Este jueves, el Tribunal Supremo anuló la apelación del Gobierno que pretendía revocar el histórico fallo de la Corte Suprema de 2016, por el que se prohibía el matrimonio de niños y niñas menores de 18 años. En una medida muy controvertida, el Ejecutivo había apelado contra el aumento de la edad mínima para contraer matrimonio de 14 a 18 años, específicamente para las niñas.

Según la Encuesta Nacional de Demografía y Salud de Tanzania de 2015-2016, dos de cada cinco niñas se casan antes de cumplir 18 años, lo que supone una cifra de un 37% en todo el país. Tanzania es uno de los países del mundo con mayor número de niñas casadas; ocupando el puesto número 11 en el ranking mundial. “La sentencia representa un gran avance para la protección de las niñas en Tanzania. Resalta la importancia de que el país cumpla con sus obligaciones regionales e internacionales”, dice Rebeca Gyumi, destacada defensora de los derechos humanos de Tanzania, cuya petición dio lugar a la decisión de la Corte Suprema de 2016.

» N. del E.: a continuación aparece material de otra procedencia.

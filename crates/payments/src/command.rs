use tracing::warn;

use offchain_command::{
    CommandBase, Dependencies, JsonMode, JsonRecord, ObjectRef, ProtocolCommand, VersionMap,
};
use offchain_core::{CommandError, CommandResult, ObjectId, Version};

use crate::payment::PaymentObject;

/// Command: propose a new revision of a payment.
///
/// Writes `(reference_id, payment.version)`. When the payment supersedes an
/// earlier revision it also reads `(reference_id, previous_version)`.
#[derive(Debug, Clone, PartialEq, Eq)]
pub struct PaymentCommand {
    base: CommandBase,
    payment: PaymentObject,
}

impl PaymentCommand {
    /// Payload key holding the serialized payment.
    pub const PAYLOAD_KEY: &'static str = "payment";

    pub fn new(payment: PaymentObject) -> CommandResult<Self> {
        payment.validate()?;
        let object_id = payment.reference_id.clone();

        let reads = VersionMap::from_refs(
            payment
                .previous_version
                .clone()
                .map(|prev| ObjectRef::new(object_id.clone(), prev)),
        )?;
        let writes = VersionMap::from_refs([ObjectRef::new(object_id, payment.version.clone())])?;

        Ok(Self {
            base: CommandBase::new(reads, writes),
            payment,
        })
    }

    pub fn payment(&self) -> &PaymentObject {
        &self.payment
    }
}

impl ProtocolCommand for PaymentCommand {
    type Object = PaymentObject;
    const COMMAND_TYPE: &'static str = "PaymentCommand";

    fn base(&self) -> &CommandBase {
        &self.base
    }

    fn materialize(
        &self,
        _version: &Version,
        dependencies: &Dependencies<PaymentObject>,
    ) -> CommandResult<PaymentObject> {
        if let Some(prev) = &self.payment.previous_version {
            // Looked up by this payment's own id, so a revision of another
            // payment can never stand in for the predecessor.
            dependencies
                .get(&self.payment.reference_id, prev)
                .ok_or_else(|| CommandError::missing_dependency(prev.clone()))?;
        }
        Ok(self.payment.clone())
    }

    fn write_payload(&self, record: &mut JsonRecord, _mode: JsonMode) -> CommandResult<()> {
        record.insert(
            Self::PAYLOAD_KEY.to_string(),
            serde_json::to_value(&self.payment)?,
        );
        Ok(())
    }

    fn from_payload(base: CommandBase, mut payload: JsonRecord, _mode: JsonMode) -> CommandResult<Self> {
        let value = payload
            .remove(Self::PAYLOAD_KEY)
            .ok_or_else(|| CommandError::malformed("payment command is missing `payment`"))?;
        let payment: PaymentObject = serde_json::from_value(value)?;
        payment.validate()?;

        let cmd = Self { base, payment };

        // The version maps must describe the carried payment, not some other object.
        let object_id = &cmd.payment.reference_id;
        let expected_read = cmd.payment.previous_version.as_ref();
        if cmd.base.writes().len() != 1
            || cmd.base.writes().get(object_id) != Some(&cmd.payment.version)
            || cmd.base.reads().len() != usize::from(expected_read.is_some())
            || cmd.base.reads().get(object_id) != expected_read
        {
            warn!(reference_id = %cmd.payment.reference_id, "payment command version maps do not match its payment");
            return Err(CommandError::malformed(format!(
                "version maps of payment command `{}` do not match its payment",
                cmd.payment.reference_id
            )));
        }

        Ok(cmd)
    }
}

Plan International ha colaborado estrechamente con Gyumi, ganadora del Premio Internacional de Derechos Humanos de Naciones Unidas 2018 por su campaña contra el matrimonio infantil en Tanzania, en la campaña para poner fin al matrimonio infantil en el país. “Hoy es un día histórico para los derechos de las niñas en Tanzania. El Gobierno debe de cumplir ahora el fallo del Tribunal y acabar con esta práctica”, subraya Concha López, directora general de Plan International España, quien añade: “El matrimonio temprano forzado es una violación de los derechos humanos fundamentales. Las niñas que se casan antes de los 18 años tienen más probabilidades de abandonar la escuela, de sufrir violencia, y de quedar atrapadas en una vida de pobreza.

En 2016, Rebeca Gyumi presentó una petición ante el Tribunal Supremo del país exigiendo al Gobierno de Tanzania que enmendara los artículos 13 y 17 de la Ley de Matrimonio de 1971, que permite a las niñas casarse a partir de los 14 años. El Tribunal Supremo dictaminó que todos los matrimonios de menores de 18 años eran ilegales e inconstitucionales y ordenó al Gobierno que aumentara la edad mínima para contraer matrimonio a 18 años en el plazo de un año. Sin embargo, el Fiscal General del Estado apeló contra la decisión basándose en la afirmación de que la disparidad en la edad mínima para contraer matrimonio es una solución de compromiso para tener en cuenta los valores consuetudinarios, tradicionales y religiosos del matrimonio.